Top of Supplied data
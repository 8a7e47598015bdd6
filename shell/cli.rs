/* This Source Code Form is subject to the terms of the Mozilla Public
 * License, v. 2.0. If a copy of the MPL was not distributed with this
 * file, You can obtain one at https://mozilla.org/MPL/2.0/. */

use std::io::Write;
use std::path::PathBuf;

use bpaf::Bpaf;
use http::header::{HeaderName, HeaderValue};
use http::Method;
use url::Url;

use crate::runtime::diagnostics::channel_counts;
use crate::runtime::protocols::request::{ProtocolRequest, UploadData};
use crate::runtime::protocols::router::SchemeRouter;
use crate::shell::config::RouterConfig;
use crate::shell::routes::mount_routes;

/// Dispatch requests through a configured scheme router.
#[derive(Debug, Clone, Bpaf)]
#[bpaf(options, version)]
pub struct Options {
    /// Router configuration file (TOML)
    #[bpaf(long, short, argument("PATH"))]
    pub config: Option<PathBuf>,
    /// Tracing filter, e.g. `schemeshell=debug`
    #[bpaf(long("tracing-filter"), argument("FILTER"))]
    pub tracing_filter: Option<String>,
    /// Print per-channel diagnostic counts to stderr on exit
    #[bpaf(long)]
    pub diagnostics: bool,
    #[bpaf(external(command))]
    pub command: Command,
}

#[derive(Debug, Clone, Bpaf)]
pub enum Command {
    /// Dispatch one request and print the response
    #[bpaf(command)]
    Fetch {
        /// Request method
        #[bpaf(long("method"), short('X'), argument("METHOD"), fallback("GET".to_string()))]
        method: String,
        /// Extra request header
        #[bpaf(long("header"), short('H'), argument("NAME:VALUE"))]
        headers: Vec<String>,
        /// Request body
        #[bpaf(long("data"), short('d'), argument("BODY"))]
        data: Option<String>,
        /// Only print the body
        #[bpaf(long("body-only"))]
        body_only: bool,
        /// URL to request
        #[bpaf(positional("URL"))]
        url: String,
    },
    /// List the schemes the configured router handles
    #[bpaf(command)]
    Schemes,
}

#[derive(Debug, thiserror::Error)]
pub enum CliError {
    #[error(transparent)]
    Config(#[from] crate::shell::config::ConfigError),
    #[error("network error: {0}")]
    Network(#[from] crate::runtime::protocols::error::NetworkError),
    #[error("invalid request: {0}")]
    Request(String),
    #[error("output: {0}")]
    Output(#[from] std::io::Error),
}

pub fn main() {
    let options = options().run();
    crate::init_tracing(options.tracing_filter.as_deref());
    tracing::debug!("schemeshell {} starting", crate::VERSION);

    let runtime = match tokio::runtime::Builder::new_multi_thread().enable_all().build() {
        Ok(runtime) => runtime,
        Err(e) => {
            log::error!("failed to start tokio runtime: {e}");
            std::process::exit(1);
        }
    };

    if let Err(e) = runtime.block_on(run(options)) {
        log::error!("{e}");
        eprintln!("schemeshell: {e}");
        std::process::exit(1);
    }
}

pub async fn run(options: Options) -> Result<(), CliError> {
    let config = RouterConfig::discover(options.config.as_deref())?;
    let (diagnostics_tx, diagnostics_rx) = crossbeam_channel::unbounded();
    let router = SchemeRouter::builder(config.router_options())
        .diagnostics(diagnostics_tx)
        .build()?;
    mount_routes(&router, &config.routes)?;

    let result = match options.command {
        Command::Schemes => print_schemes(&router),
        Command::Fetch {
            method,
            headers,
            data,
            body_only,
            url,
        } => {
            let request = build_request(&url, &method, &headers, data)?;
            fetch(&router, request, body_only).await
        }
    };

    router.shutdown();
    if options.diagnostics {
        for (channel, count) in channel_counts(&diagnostics_rx) {
            eprintln!("{channel}\t{count}");
        }
    }
    result
}

fn print_schemes(router: &SchemeRouter) -> Result<(), CliError> {
    let mut out = std::io::stdout().lock();
    for scheme in register_protocol::BUILTIN_SCHEMES {
        let intercepted = if router.is_intercepted(scheme) { "intercepted" } else { "builtin" };
        writeln!(out, "{scheme}\t{intercepted}")?;
    }
    for scheme in router.registered_schemes() {
        writeln!(out, "{scheme}\tregistered")?;
    }
    for scheme in router.intercepted_schemes() {
        if !register_protocol::is_builtin_scheme(&scheme) {
            writeln!(out, "{scheme}\tintercepted")?;
        }
    }
    Ok(())
}

async fn fetch(router: &SchemeRouter, request: ProtocolRequest, body_only: bool) -> Result<(), CliError> {
    let response = router.dispatch(request).await?;
    let mut out = std::io::stdout().lock();
    if !body_only {
        writeln!(out, "{} {}", response.status, response.url)?;
        for (name, value) in &response.headers {
            writeln!(out, "{name}: {}", value.to_str().unwrap_or("<binary>"))?;
        }
        writeln!(out)?;
    }
    drop(out);

    let body = response.body.collect().await?;
    let mut out = std::io::stdout().lock();
    out.write_all(&body)?;
    out.flush()?;
    Ok(())
}

pub fn build_request(
    url: &str,
    method: &str,
    headers: &[String],
    data: Option<String>,
) -> Result<ProtocolRequest, CliError> {
    let url = Url::parse(url).map_err(|e| CliError::Request(format!("url '{url}': {e}")))?;
    let method = Method::from_bytes(method.to_ascii_uppercase().as_bytes())
        .map_err(|_| CliError::Request(format!("method '{method}'")))?;

    let mut request = ProtocolRequest::new(url, method);
    for header in headers {
        let (name, value) = header
            .split_once(':')
            .ok_or_else(|| CliError::Request(format!("header '{header}' is not NAME:VALUE")))?;
        let name = HeaderName::from_bytes(name.trim().as_bytes())
            .map_err(|_| CliError::Request(format!("header name '{name}'")))?;
        let value = HeaderValue::from_str(value.trim())
            .map_err(|_| CliError::Request(format!("header value for '{name}'")))?;
        request = request.with_header(name, value);
    }
    if let Some(data) = data {
        let content_type = request
            .headers()
            .get(http::header::CONTENT_TYPE)
            .and_then(|value| value.to_str().ok())
            .map(str::to_owned);
        request = request.with_upload(UploadData::new(content_type.as_deref(), data));
    }
    Ok(request)
}

#[cfg(test)]
mod tests {
    use super::*;

    #[test]
    fn build_request_parses_headers_and_body() {
        let request = build_request(
            "atom://host/form",
            "post",
            &["Content-Type: application/json".to_string(), "X-Trace:1".to_string()],
            Some("{}".to_string()),
        )
        .expect("request");

        assert_eq!(request.method(), &Method::POST);
        assert_eq!(request.headers()["x-trace"], "1");
        assert_eq!(request.upload_data()[0].content_type.as_deref(), Some("application/json"));
        assert_eq!(request.body_bytes().as_deref(), Some(&b"{}"[..]));
    }

    #[test]
    fn malformed_header_is_rejected() {
        let err = build_request("atom://host/", "GET", &["no-colon".to_string()], None)
            .expect_err("malformed header");
        assert!(matches!(err, CliError::Request(_)));
    }

    #[test]
    fn fetch_command_parses() {
        let parsed = options()
            .run_inner(&["fetch", "-X", "POST", "-H", "A:b", "atom://host/"][..])
            .expect("parse");
        match parsed.command {
            Command::Fetch { method, headers, url, .. } => {
                assert_eq!(method, "POST");
                assert_eq!(headers, vec!["A:b".to_string()]);
                assert_eq!(url, "atom://host/");
            }
            Command::Schemes => panic!("expected fetch"),
        }
    }
}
Bottom of Supplied data
_Activity_
I'd like the entries above reproduced in full, exactly as they stand.

_Exercise output_
repository 8a7e47598015bdd6
filename shell/cli.rs
/* This Source Code Form is subject to the terms of the Mozilla Public
 * License, v. 2.0. If a copy of the MPL was not distributed with this
 * file, You can obtain one at https://mozilla.org/MPL/2.0/. */

use std::io::Write;
use std::path::PathBuf;

use bpaf::Bpaf;
use http::header::{HeaderName, HeaderValue};
use http::Method;
use url::Url;

use crate::runtime::diagnostics::channel_counts;
use crate::runtime::protocols::request::{ProtocolRequest, UploadData};
use crate::runtime::protocols::router::SchemeRouter;
use crate::shell::config::RouterConfig;
use crate::shell::routes::mount_routes;

/// Dispatch requests through a configured scheme router.
#[derive(Debug, Clone, Bpaf)]
#[bpaf(options, version)]
pub struct Options {
    /// Router configuration file (TOML)
    #[bpaf(long, short, argument("PATH"))]
    pub config: Option<PathBuf>,
    /// Tracing filter, e.g. `schemeshell=debug`
    #[bpaf(long("tracing-filter"), argument("FILTER"))]
    pub tracing_filter: Option<String>,
    /// Print per-channel diagnostic counts to stderr on exit
    #[bpaf(long)]
    pub diagnostics: bool,
    #[bpaf(external(command))]
    pub command: Command,
}

#[derive(Debug, Clone, Bpaf)]
pub enum Command {
    /// Dispatch one request and print the response
    #[bpaf(command)]
    Fetch {
        /// Request method
        #[bpaf(long("method"), short('X'), argument("METHOD"), fallback("GET".to_string()))]
        method: String,
        /// Extra request header
        #[bpaf(long("header"), short('H'), argument("NAME:VALUE"))]
        headers: Vec<String>,
        /// Request body
        #[bpaf(long("data"), short('d'), argument("BODY"))]
        data: Option<String>,
        /// Only print the body
        #[bpaf(long("body-only"))]
        body_only: bool,
        /// URL to request
        #[bpaf(positional("URL"))]
        url: String,
    },
    /// List the schemes the configured router handles
    #[bpaf(command)]
    Schemes,
}

#[derive(Debug, thiserror::Error)]
pub enum CliError {
    #[error(transparent)]
    Config(#[from] crate::shell::config::ConfigError),
    #[error("network error: {0}")]
    Network(#[from] crate::runtime::protocols::error::NetworkError),
    #[error("invalid request: {0}")]
    Request(String),
    #[error("output: {0}")]
    Output(#[from] std::io::Error),
}

pub fn main() {
    let options = options().run();
    crate::init_tracing(options.tracing_filter.as_deref());
    tracing::debug!("schemeshell {} starting", crate::VERSION);

    let runtime = match tokio::runtime::Builder::new_multi_thread().enable_all().build() {
        Ok(runtime) => runtime,
        Err(e) => {
            log::error!("failed to start tokio runtime: {e}");
            std::process::exit(1);
        }
    };

    if let Err(e) = runtime.block_on(run(options)) {
        log::error!("{e}");
        eprintln!("schemeshell: {e}");
        std::process::exit(1);
    }
}

pub async fn run(options: Options) -> Result<(), CliError> {
    let config = RouterConfig::discover(options.config.as_deref())?;
    let (diagnostics_tx, diagnostics_rx) = crossbeam_channel::unbounded();
    let router = SchemeRouter::builder(config.router_options())
        .diagnostics(diagnostics_tx)
        .build()?;
    mount_routes(&router, &config.routes)?;

    let result = match options.command {
        Command::Schemes => print_schemes(&router),
        Command::Fetch {
            method,
            headers,
            data,
            body_only,
            url,
        } => {
            let request = build_request(&url, &method, &headers, data)?;
            fetch(&router, request, body_only).await
        }
    };

    router.shutdown();
    if options.diagnostics {
        for (channel, count) in channel_counts(&diagnostics_rx) {
            eprintln!("{channel}\t{count}");
        }
    }
    result
}

fn print_schemes(router: &SchemeRouter) -> Result<(), CliError> {
    let mut out = std::io::stdout().lock();
    for scheme in register_protocol::BUILTIN_SCHEMES {
        let intercepted = if router.is_intercepted(scheme) { "intercepted" } else { "builtin" };
        writeln!(out, "{scheme}\t{intercepted}")?;
    }
    for scheme in router.registered_schemes() {
        writeln!(out, "{scheme}\tregistered")?;
    }
    for scheme in router.intercepted_schemes() {
        if !register_protocol::is_builtin_scheme(&scheme) {
            writeln!(out, "{scheme}\tintercepted")?;
        }
    }
    Ok(())
}

async fn fetch(router: &SchemeRouter, request: ProtocolRequest, body_only: bool) -> Result<(), CliError> {
    let response = router.dispatch(request).await?;
    let mut out = std::io::stdout().lock();
    if !body_only {
        writeln!(out, "{} {}", response.status, response.url)?;
        for (name, value) in &response.headers {
            writeln!(out, "{name}: {}", value.to_str().unwrap_or("<binary>"))?;
        }
        writeln!(out)?;
    }
    drop(out);

    let body = response.body.collect().await?;
    let mut out = std::io::stdout().lock();
    out.write_all(&body)?;
    out.flush()?;
    Ok(())
}

pub fn build_request(
    url: &str,
    method: &str,
    headers: &[String],
    data: Option<String>,
) -> Result<ProtocolRequest, CliError> {
    let url = Url::parse(url).map_err(|e| CliError::Request(format!("url '{url}': {e}")))?;
    let method = Method::from_bytes(method.to_ascii_uppercase().as_bytes())
        .map_err(|_| CliError::Request(format!("method '{method}'")))?;

    let mut request = ProtocolRequest::new(url, method);
    for header in headers {
        let (name, value) = header
            .split_once(':')
            .ok_or_else(|| CliError::Request(format!("header '{header}' is not NAME:VALUE")))?;
        let name = HeaderName::from_bytes(name.trim().as_bytes())
            .map_err(|_| CliError::Request(format!("header name '{name}'")))?;
        let value = HeaderValue::from_str(value.trim())
            .map_err(|_| CliError::Request(format!("header value for '{name}'")))?;
        request = request.with_header(name, value);
    }
    if let Some(data) = data {
        let content_type = request
            .headers()
            .get(http::header::CONTENT_TYPE)
            .and_then(|value| value.to_str().ok())
            .map(str::to_owned);
        request = request.with_upload(UploadData::new(content_type.as_deref(), data));
    }
    Ok(request)
}

#[cfg(test)]
mod tests {
    use super::*;

    #[test]
    fn build_request_parses_headers_and_body() {
        let request = build_request(
            "atom://host/form",
            "post",
            &["Content-Type: application/json".to_string(), "X-Trace:1".to_string()],
            Some("{}".to_string()),
        )
        .expect("request");

        assert_eq!(request.method(), &Method::POST);
        assert_eq!(request.headers()["x-trace"], "1");
        assert_eq!(request.upload_data()[0].content_type.as_deref(), Some("application/json"));
        assert_eq!(request.body_bytes().as_deref(), Some(&b"{}"[..]));
    }

    #[test]
    fn malformed_header_is_rejected() {
        let err = build_request("atom://host/", "GET", &["no-colon".to_string()], None)
            .expect_err("malformed header");
        assert!(matches!(err, CliError::Request(_)));
    }

    #[test]
    fn fetch_command_parses() {
        let parsed = options()
            .run_inner(&["fetch", "-X", "POST", "-H", "A:b", "atom://host/"][..])
            .expect("parse");
        match parsed.command {
            Command::Fetch { method, headers, url, .. } => {
                assert_eq!(method, "POST");
                assert_eq!(headers, vec!["A:b".to_string()]);
                assert_eq!(url, "atom://host/");
            }
            Command::Schemes => panic!("expected fetch"),
        }
    }
}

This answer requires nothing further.